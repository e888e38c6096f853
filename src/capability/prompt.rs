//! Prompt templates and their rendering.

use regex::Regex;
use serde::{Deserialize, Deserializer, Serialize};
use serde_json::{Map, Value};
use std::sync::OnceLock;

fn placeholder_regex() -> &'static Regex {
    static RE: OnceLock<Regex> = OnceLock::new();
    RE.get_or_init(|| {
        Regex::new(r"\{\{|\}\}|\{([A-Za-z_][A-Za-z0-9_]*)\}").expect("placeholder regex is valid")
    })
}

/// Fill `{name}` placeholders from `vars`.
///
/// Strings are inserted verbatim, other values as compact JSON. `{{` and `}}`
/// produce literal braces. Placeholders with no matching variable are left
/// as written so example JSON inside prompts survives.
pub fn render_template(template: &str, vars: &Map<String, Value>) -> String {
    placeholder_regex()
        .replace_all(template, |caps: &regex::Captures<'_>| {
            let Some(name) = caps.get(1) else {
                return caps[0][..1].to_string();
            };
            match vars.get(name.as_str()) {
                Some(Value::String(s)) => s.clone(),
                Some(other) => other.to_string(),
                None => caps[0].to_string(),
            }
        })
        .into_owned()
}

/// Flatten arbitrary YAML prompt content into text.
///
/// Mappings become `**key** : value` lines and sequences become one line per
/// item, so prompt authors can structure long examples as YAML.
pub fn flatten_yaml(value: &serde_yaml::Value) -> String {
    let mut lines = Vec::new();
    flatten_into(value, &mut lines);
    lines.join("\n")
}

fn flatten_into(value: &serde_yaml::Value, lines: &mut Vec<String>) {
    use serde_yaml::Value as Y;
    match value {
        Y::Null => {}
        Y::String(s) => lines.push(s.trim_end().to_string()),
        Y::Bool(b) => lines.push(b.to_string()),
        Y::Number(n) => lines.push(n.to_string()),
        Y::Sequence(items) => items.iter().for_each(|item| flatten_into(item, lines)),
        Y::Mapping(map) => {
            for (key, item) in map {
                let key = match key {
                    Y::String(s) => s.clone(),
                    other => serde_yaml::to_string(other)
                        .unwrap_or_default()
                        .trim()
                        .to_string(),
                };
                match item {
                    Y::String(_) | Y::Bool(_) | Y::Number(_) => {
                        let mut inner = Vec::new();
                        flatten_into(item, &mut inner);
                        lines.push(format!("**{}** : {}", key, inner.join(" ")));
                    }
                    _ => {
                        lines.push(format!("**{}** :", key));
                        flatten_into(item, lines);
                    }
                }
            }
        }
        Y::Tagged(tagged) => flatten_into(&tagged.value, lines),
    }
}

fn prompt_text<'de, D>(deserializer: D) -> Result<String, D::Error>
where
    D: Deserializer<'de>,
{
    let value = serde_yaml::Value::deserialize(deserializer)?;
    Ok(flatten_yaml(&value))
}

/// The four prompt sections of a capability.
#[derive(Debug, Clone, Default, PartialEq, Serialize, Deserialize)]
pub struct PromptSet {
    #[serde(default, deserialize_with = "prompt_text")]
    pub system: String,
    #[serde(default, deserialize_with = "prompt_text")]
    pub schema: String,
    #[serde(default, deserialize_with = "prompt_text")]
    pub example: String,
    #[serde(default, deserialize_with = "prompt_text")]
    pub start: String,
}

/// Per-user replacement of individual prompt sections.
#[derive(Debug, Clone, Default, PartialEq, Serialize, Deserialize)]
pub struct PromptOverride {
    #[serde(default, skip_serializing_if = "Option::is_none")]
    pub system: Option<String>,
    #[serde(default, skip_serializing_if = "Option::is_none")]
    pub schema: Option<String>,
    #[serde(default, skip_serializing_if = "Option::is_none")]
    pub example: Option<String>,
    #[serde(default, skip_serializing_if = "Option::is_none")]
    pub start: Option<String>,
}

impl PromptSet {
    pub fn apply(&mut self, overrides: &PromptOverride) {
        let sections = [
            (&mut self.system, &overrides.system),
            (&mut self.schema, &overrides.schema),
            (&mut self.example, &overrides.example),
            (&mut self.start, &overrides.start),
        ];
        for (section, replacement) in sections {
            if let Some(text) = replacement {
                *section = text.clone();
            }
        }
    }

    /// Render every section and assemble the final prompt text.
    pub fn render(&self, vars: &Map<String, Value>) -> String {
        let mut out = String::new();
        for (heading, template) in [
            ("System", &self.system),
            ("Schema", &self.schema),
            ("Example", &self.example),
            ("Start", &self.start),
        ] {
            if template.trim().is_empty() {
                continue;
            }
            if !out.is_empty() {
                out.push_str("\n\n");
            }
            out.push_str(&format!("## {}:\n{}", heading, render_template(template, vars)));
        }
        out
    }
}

====

__What to work on__. Which of the lines above hold the word "schema"? Copy each one.

__Solution to the problem__.
    pub schema: String,
    pub schema: Option<String>,
            (&mut self.schema, &overrides.schema),
            ("Schema", &self.schema),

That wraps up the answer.